## WORK REQUEST
The records below should be copied in full, exactly as shown.
Segment Start: RECORDS FOR THIS TASK
use carrot_pull::consumers::{BrokerSession, ConfigurationError, SessionState};
use std::io::Write;

fn properties_file(contents: &str) -> tempfile::NamedTempFile {
    let mut file = tempfile::NamedTempFile::new().unwrap();
    file.write_all(contents.as_bytes()).unwrap();
    file
}

#[test]
fn an_empty_path_is_a_missing_source() {
    let error = BrokerSession::from_properties_file("").err().unwrap();

    assert!(matches!(error, ConfigurationError::MissingSource));
}

#[test]
fn an_unreadable_file_is_a_configuration_error() {
    let directory = tempfile::tempdir().unwrap();
    let path = directory.path().join("missing.properties");

    let error = BrokerSession::from_properties_file(&path).err().unwrap();

    assert!(matches!(error, ConfigurationError::Unreadable { .. }));
    assert!(error.to_string().contains("missing.properties"));
}

#[test]
fn a_source_without_queue_name_is_rejected() {
    let file = properties_file("host=rabbit.internal\nport=5671\n");

    let error = BrokerSession::from_properties_file(file.path()).err().unwrap();

    assert!(matches!(error, ConfigurationError::MissingKey("queueName")));
}

#[test]
fn a_plain_text_session_is_configured_from_a_file() {
    // Arrange
    let file = properties_file(
        "# broker parameters\n\
         queueName=orders\n\
         host=rabbit.internal\n\
         port=5671\n\
         username=consumer\n\
         password=s3cret\n\
         vhost=payments\n",
    );

    // Act
    let session = BrokerSession::from_properties_file(file.path()).unwrap();

    // Assert
    assert_eq!(session.state(), SessionState::Configured);
    assert_eq!(session.queue_name(), "orders");
    assert_eq!(session.host(), "rabbit.internal");
    assert_eq!(session.port(), 5671);
    assert_eq!(session.username(), "consumer");
    assert_eq!(session.virtual_host(), "payments");
}

#[test]
fn defaults_apply_when_only_the_queue_is_given() {
    let session = BrokerSession::from_properties_reader("queueName=orders\n".as_bytes()).unwrap();

    assert_eq!(session.host(), "localhost");
    assert_eq!(session.port(), 5672);
    assert_eq!(session.username(), "guest");
    assert_eq!(session.virtual_host(), "/");
}

#[test]
fn tls_paths_are_validated_before_any_material_is_loaded() {
    // The trust store does not exist: reaching it would yield a different error.
    let source = "queueName=orders\nSSL=1\ntrustKeystore=/nonexistent/trust.pem\n";

    let error = BrokerSession::from_properties_reader(source.as_bytes())
        .err()
        .unwrap();

    assert!(matches!(error, ConfigurationError::MissingKey("clientKeyCert")));
}

#[test]
fn a_missing_trust_store_path_is_rejected() {
    let source = "queueName=orders\nSSL=1\nclientKeyCert=/nonexistent/client.p12\n";

    let error = BrokerSession::from_properties_reader(source.as_bytes())
        .err()
        .unwrap();

    assert!(matches!(error, ConfigurationError::MissingKey("trustKeystore")));
}

#[test]
fn unreadable_tls_material_fails_configuration() {
    let directory = tempfile::tempdir().unwrap();
    let source = format!(
        "queueName=orders\nSSL=1\nclientKeyCert={}\ntrustKeystore={}\n",
        directory.path().join("client.p12").display(),
        directory.path().join("trust.pem").display(),
    );

    let error = BrokerSession::from_properties_reader(source.as_bytes())
        .err()
        .unwrap();

    assert!(matches!(
        error,
        ConfigurationError::TlsMaterialUnreadable { .. }
    ));
}

#[test]
fn a_corrupt_client_bundle_fails_configuration_with_its_cause() {
    let client = properties_file("not a PKCS#12 bundle");
    let source = format!(
        "queueName=orders\nSSL=1\nclientKeyCert={}\nclientKeyPassphrase=changeit\ntrustKeystore=/nonexistent/trust.pem\n",
        client.path().display(),
    );

    let error = BrokerSession::from_properties_reader(source.as_bytes())
        .err()
        .unwrap();

    assert!(matches!(error, ConfigurationError::Tls { .. }));
    assert!(std::error::Error::source(&error).is_some());
}

#[test]
fn a_mutual_tls_session_is_configured_from_pkcs12_material() {
    // Arrange
    let fixtures = std::path::Path::new(env!("CARGO_MANIFEST_DIR")).join("tests/fixtures");
    let source = format!(
        "queueName=orders\nSSL=1\n\
         clientKeyCert={}\nclientKeyPassphrase=changeit\n\
         trustKeystore={}\ntrustKeystorePassphrase=changeit\n",
        fixtures.join("client.p12").display(),
        fixtures.join("trust.p12").display(),
    );

    // Act
    let session = BrokerSession::from_properties_reader(source.as_bytes()).unwrap();

    // Assert
    assert_eq!(session.state(), SessionState::Configured);
    assert_eq!(session.queue_name(), "orders");
}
Segment End: RECORDS FOR THIS TASK
## RESULT OF THIS TASK
use carrot_pull::consumers::{BrokerSession, ConfigurationError, SessionState};
use std::io::Write;

fn properties_file(contents: &str) -> tempfile::NamedTempFile {
    let mut file = tempfile::NamedTempFile::new().unwrap();
    file.write_all(contents.as_bytes()).unwrap();
    file
}

#[test]
fn an_empty_path_is_a_missing_source() {
    let error = BrokerSession::from_properties_file("").err().unwrap();

    assert!(matches!(error, ConfigurationError::MissingSource));
}

#[test]
fn an_unreadable_file_is_a_configuration_error() {
    let directory = tempfile::tempdir().unwrap();
    let path = directory.path().join("missing.properties");

    let error = BrokerSession::from_properties_file(&path).err().unwrap();

    assert!(matches!(error, ConfigurationError::Unreadable { .. }));
    assert!(error.to_string().contains("missing.properties"));
}

#[test]
fn a_source_without_queue_name_is_rejected() {
    let file = properties_file("host=rabbit.internal\nport=5671\n");

    let error = BrokerSession::from_properties_file(file.path()).err().unwrap();

    assert!(matches!(error, ConfigurationError::MissingKey("queueName")));
}

#[test]
fn a_plain_text_session_is_configured_from_a_file() {
    // Arrange
    let file = properties_file(
        "# broker parameters\n\
         queueName=orders\n\
         host=rabbit.internal\n\
         port=5671\n\
         username=consumer\n\
         password=s3cret\n\
         vhost=payments\n",
    );

    // Act
    let session = BrokerSession::from_properties_file(file.path()).unwrap();

    // Assert
    assert_eq!(session.state(), SessionState::Configured);
    assert_eq!(session.queue_name(), "orders");
    assert_eq!(session.host(), "rabbit.internal");
    assert_eq!(session.port(), 5671);
    assert_eq!(session.username(), "consumer");
    assert_eq!(session.virtual_host(), "payments");
}

#[test]
fn defaults_apply_when_only_the_queue_is_given() {
    let session = BrokerSession::from_properties_reader("queueName=orders\n".as_bytes()).unwrap();

    assert_eq!(session.host(), "localhost");
    assert_eq!(session.port(), 5672);
    assert_eq!(session.username(), "guest");
    assert_eq!(session.virtual_host(), "/");
}

#[test]
fn tls_paths_are_validated_before_any_material_is_loaded() {
    // The trust store does not exist: reaching it would yield a different error.
    let source = "queueName=orders\nSSL=1\ntrustKeystore=/nonexistent/trust.pem\n";

    let error = BrokerSession::from_properties_reader(source.as_bytes())
        .err()
        .unwrap();

    assert!(matches!(error, ConfigurationError::MissingKey("clientKeyCert")));
}

#[test]
fn a_missing_trust_store_path_is_rejected() {
    let source = "queueName=orders\nSSL=1\nclientKeyCert=/nonexistent/client.p12\n";

    let error = BrokerSession::from_properties_reader(source.as_bytes())
        .err()
        .unwrap();

    assert!(matches!(error, ConfigurationError::MissingKey("trustKeystore")));
}

#[test]
fn unreadable_tls_material_fails_configuration() {
    let directory = tempfile::tempdir().unwrap();
    let source = format!(
        "queueName=orders\nSSL=1\nclientKeyCert={}\ntrustKeystore={}\n",
        directory.path().join("client.p12").display(),
        directory.path().join("trust.pem").display(),
    );

    let error = BrokerSession::from_properties_reader(source.as_bytes())
        .err()
        .unwrap();

    assert!(matches!(
        error,
        ConfigurationError::TlsMaterialUnreadable { .. }
    ));
}

#[test]
fn a_corrupt_client_bundle_fails_configuration_with_its_cause() {
    let client = properties_file("not a PKCS#12 bundle");
    let source = format!(
        "queueName=orders\nSSL=1\nclientKeyCert={}\nclientKeyPassphrase=changeit\ntrustKeystore=/nonexistent/trust.pem\n",
        client.path().display(),
    );

    let error = BrokerSession::from_properties_reader(source.as_bytes())
        .err()
        .unwrap();

    assert!(matches!(error, ConfigurationError::Tls { .. }));
    assert!(std::error::Error::source(&error).is_some());
}

#[test]
fn a_mutual_tls_session_is_configured_from_pkcs12_material() {
    // Arrange
    let fixtures = std::path::Path::new(env!("CARGO_MANIFEST_DIR")).join("tests/fixtures");
    let source = format!(
        "queueName=orders\nSSL=1\n\
         clientKeyCert={}\nclientKeyPassphrase=changeit\n\
         trustKeystore={}\ntrustKeystorePassphrase=changeit\n",
        fixtures.join("client.p12").display(),
        fixtures.join("trust.p12").display(),
    );

    // Act
    let session = BrokerSession::from_properties_reader(source.as_bytes()).unwrap();

    // Assert
    assert_eq!(session.state(), SessionState::Configured);
    assert_eq!(session.queue_name(), "orders");
}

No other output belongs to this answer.